= Input for this task =
+---+
//! Form state and client-side validation

use crate::error::ValidationError;
use crate::models::{LocationIcon, ProductScan, StorageLocation};

/// Location chosen for a product: id plus the name copied onto the record
#[derive(Debug, Clone, PartialEq, Eq)]
pub struct LocationRef {
    pub id: String,
    pub name: String,
}

impl LocationRef {
    pub fn of(location: &StorageLocation) -> Option<Self> {
        location.id.as_ref().map(|id| Self {
            id: id.clone(),
            name: location.name.clone(),
        })
    }

    /// The reference a product already carries
    pub fn from_product(product: &ProductScan) -> Option<Self> {
        product.location_id.as_ref().map(|id| Self {
            id: id.clone(),
            name: product.location_name.clone().unwrap_or_default(),
        })
    }
}

/// Inventory entry form, kept as typed text until submitted
#[derive(Debug, Clone, Default, PartialEq, Eq)]
pub struct ProductForm {
    pub barcode: String,
    pub product_name: String,
    pub quantity: String,
    pub location: Option<LocationRef>,
}

/// A product form that passed validation
#[derive(Debug, Clone, PartialEq, Eq)]
pub struct ValidProduct {
    pub barcode: String,
    pub product_name: String,
    pub quantity: u32,
}

impl ProductForm {
    pub fn with_quantity(quantity: u32) -> Self {
        Self {
            quantity: quantity.to_string(),
            ..Self::default()
        }
    }

    /// Nothing the user would lose
    pub fn is_blank(&self) -> bool {
        self.barcode.trim().is_empty() && self.product_name.trim().is_empty()
    }

    /// Parsed quantity, `None` unless a whole number of at least 1
    pub fn parsed_quantity(&self) -> Option<u32> {
        self.quantity.trim().parse::<u32>().ok().filter(|q| *q >= 1)
    }

    /// Checks run in order; the first failure is reported.
    pub fn validate(&self) -> Result<ValidProduct, ValidationError> {
        let barcode = self.barcode.trim();
        if barcode.is_empty() {
            return Err(ValidationError::MissingBarcode);
        }
        let product_name = self.product_name.trim();
        if product_name.is_empty() {
            return Err(ValidationError::MissingProductName);
        }
        let quantity = self
            .parsed_quantity()
            .ok_or(ValidationError::InvalidQuantity)?;

        Ok(ValidProduct {
            barcode: barcode.to_string(),
            product_name: product_name.to_string(),
            quantity,
        })
    }
}

/// Storage location entry form
#[derive(Debug, Clone, Default, PartialEq, Eq)]
pub struct LocationForm {
    pub name: String,
    pub description: String,
    pub address: String,
    pub icon: LocationIcon,
}

/// A location form that passed validation
#[derive(Debug, Clone, PartialEq, Eq)]
pub struct ValidLocation {
    pub name: String,
    pub description: Option<String>,
    pub address: Option<String>,
    pub icon: LocationIcon,
}

impl LocationForm {
    pub fn of(location: &StorageLocation) -> Self {
        Self {
            name: location.name.clone(),
            description: location.description.clone().unwrap_or_default(),
            address: location.address.clone().unwrap_or_default(),
            icon: location.icon_emoji,
        }
    }

    pub fn validate(&self) -> Result<ValidLocation, ValidationError> {
        let name = self.name.trim();
        if name.is_empty() {
            return Err(ValidationError::MissingLocationName);
        }
        Ok(ValidLocation {
            name: name.to_string(),
            description: optional(&self.description),
            address: optional(&self.address),
            icon: self.icon,
        })
    }
}

fn optional(text: &str) -> Option<String> {
    let text = text.trim();
    (!text.is_empty()).then(|| text.to_string())
}

/// Sign-in form
#[derive(Debug, Clone, Default, PartialEq, Eq)]
pub struct LoginForm {
    pub email: String,
    pub password: String,
}

impl LoginForm {
    pub fn new(email: &str, password: &str) -> Self {
        Self {
            email: email.to_string(),
            password: password.to_string(),
        }
    }

    /// Trimmed e-mail and the password as typed
    pub fn validate(&self) -> Result<(String, String), ValidationError> {
        let email = self.email.trim();
        if email.is_empty() {
            return Err(ValidationError::MissingEmail);
        }
        if self.password.trim().is_empty() {
            return Err(ValidationError::MissingPassword);
        }
        Ok((email.to_string(), self.password.clone()))
    }
}
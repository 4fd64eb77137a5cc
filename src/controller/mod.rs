//! Page controllers
//!
//! Each controller owns the mutable state of one page and talks to the
//! record service, the preferences and the device only through the handles
//! it was built with.

mod forms;
mod inventory;
mod locations;
mod session;

pub use forms::*;
pub use inventory::*;
pub use locations::*;
pub use session::*;

/// Result of a successful form submission, carrying the record id
#[derive(Debug, Clone, PartialEq, Eq)]
pub enum SubmitOutcome {
    Created(String),
    Updated(String),
}

impl SubmitOutcome {
    pub fn id(&self) -> &str {
        match self {
            SubmitOutcome::Created(id) | SubmitOutcome::Updated(id) => id,
        }
    }
}

/// A confirmation dialog
#[derive(Debug, Clone, PartialEq, Eq)]
pub struct Prompt {
    pub title: String,
    pub message: String,
}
+---+
= Your goal =
The required output is a copy of each line in the records where the string "ValidLocation" occurs.

= Answer for this exercise =
pub struct ValidLocation {
    pub fn validate(&self) -> Result<ValidLocation, ValidationError> {
        Ok(ValidLocation {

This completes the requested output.